[Data Boundary: Start]

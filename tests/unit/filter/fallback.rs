use super::*;

#[test]
fn every_blend_mode_has_a_row() {
    for mode in [
        BlendMode::Normal,
        BlendMode::Multiply,
        BlendMode::Screen,
        BlendMode::Darken,
        BlendMode::Lighten,
    ] {
        assert!(BLEND_MODES.iter().any(|(m, _)| *m == mode));
    }
}

#[test]
fn normal_and_multiply_are_exact() {
    assert_eq!(
        blend_mode_mapping(BlendMode::Normal),
        IntrinsicMapping {
            intrinsic: BlendIntrinsic::SrcOver,
            fidelity: Fidelity::Exact
        }
    );
    assert_eq!(
        blend_mode_mapping(BlendMode::Multiply).fidelity,
        Fidelity::Exact
    );
}

#[test]
fn screen_darken_lighten_fall_back_to_multiply() {
    for mode in [BlendMode::Screen, BlendMode::Darken, BlendMode::Lighten] {
        let m = blend_mode_mapping(mode);
        assert_eq!(m.intrinsic, BlendIntrinsic::Multiply);
        assert_eq!(m.fidelity, Fidelity::Approximate);
    }
}

#[test]
fn composite_operators_map_to_porter_duff() {
    assert_eq!(
        composite_mapping(CompositeOperator::Over).intrinsic,
        BlendIntrinsic::SrcOver
    );
    assert_eq!(
        composite_mapping(CompositeOperator::In).intrinsic,
        BlendIntrinsic::SrcIn
    );
    assert_eq!(
        composite_mapping(CompositeOperator::Out).intrinsic,
        BlendIntrinsic::SrcOut
    );
    assert_eq!(
        composite_mapping(CompositeOperator::Atop).intrinsic,
        BlendIntrinsic::SrcAtop
    );
    assert_eq!(
        composite_mapping(CompositeOperator::Xor).intrinsic,
        BlendIntrinsic::Xor
    );
}

#[test]
fn arithmetic_is_the_only_approximate_operator() {
    let approx: Vec<_> = COMPOSITE_OPERATORS
        .iter()
        .filter(|(_, m)| m.fidelity == Fidelity::Approximate)
        .map(|(o, _)| *o)
        .collect();
    assert_eq!(approx, vec![CompositeOperator::Arithmetic]);
}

[Data Boundary: End]

• _Work instruction_
Quote every line of the data, word for word.

• _Task answer_
filename tests/unit/filter/fallback.rs
use super::*;

#[test]
fn every_blend_mode_has_a_row() {
    for mode in [
        BlendMode::Normal,
        BlendMode::Multiply,
        BlendMode::Screen,
        BlendMode::Darken,
        BlendMode::Lighten,
    ] {
        assert!(BLEND_MODES.iter().any(|(m, _)| *m == mode));
    }
}

#[test]
fn normal_and_multiply_are_exact() {
    assert_eq!(
        blend_mode_mapping(BlendMode::Normal),
        IntrinsicMapping {
            intrinsic: BlendIntrinsic::SrcOver,
            fidelity: Fidelity::Exact
        }
    );
    assert_eq!(
        blend_mode_mapping(BlendMode::Multiply).fidelity,
        Fidelity::Exact
    );
}

#[test]
fn screen_darken_lighten_fall_back_to_multiply() {
    for mode in [BlendMode::Screen, BlendMode::Darken, BlendMode::Lighten] {
        let m = blend_mode_mapping(mode);
        assert_eq!(m.intrinsic, BlendIntrinsic::Multiply);
        assert_eq!(m.fidelity, Fidelity::Approximate);
    }
}

#[test]
fn composite_operators_map_to_porter_duff() {
    assert_eq!(
        composite_mapping(CompositeOperator::Over).intrinsic,
        BlendIntrinsic::SrcOver
    );
    assert_eq!(
        composite_mapping(CompositeOperator::In).intrinsic,
        BlendIntrinsic::SrcIn
    );
    assert_eq!(
        composite_mapping(CompositeOperator::Out).intrinsic,
        BlendIntrinsic::SrcOut
    );
    assert_eq!(
        composite_mapping(CompositeOperator::Atop).intrinsic,
        BlendIntrinsic::SrcAtop
    );
    assert_eq!(
        composite_mapping(CompositeOperator::Xor).intrinsic,
        BlendIntrinsic::Xor
    );
}

#[test]
fn arithmetic_is_the_only_approximate_operator() {
    let approx: Vec<_> = COMPOSITE_OPERATORS
        .iter()
        .filter(|(_, m)| m.fidelity == Fidelity::Approximate)
        .map(|(o, _)| *o)
        .collect();
    assert_eq!(approx, vec![CompositeOperator::Arithmetic]);
}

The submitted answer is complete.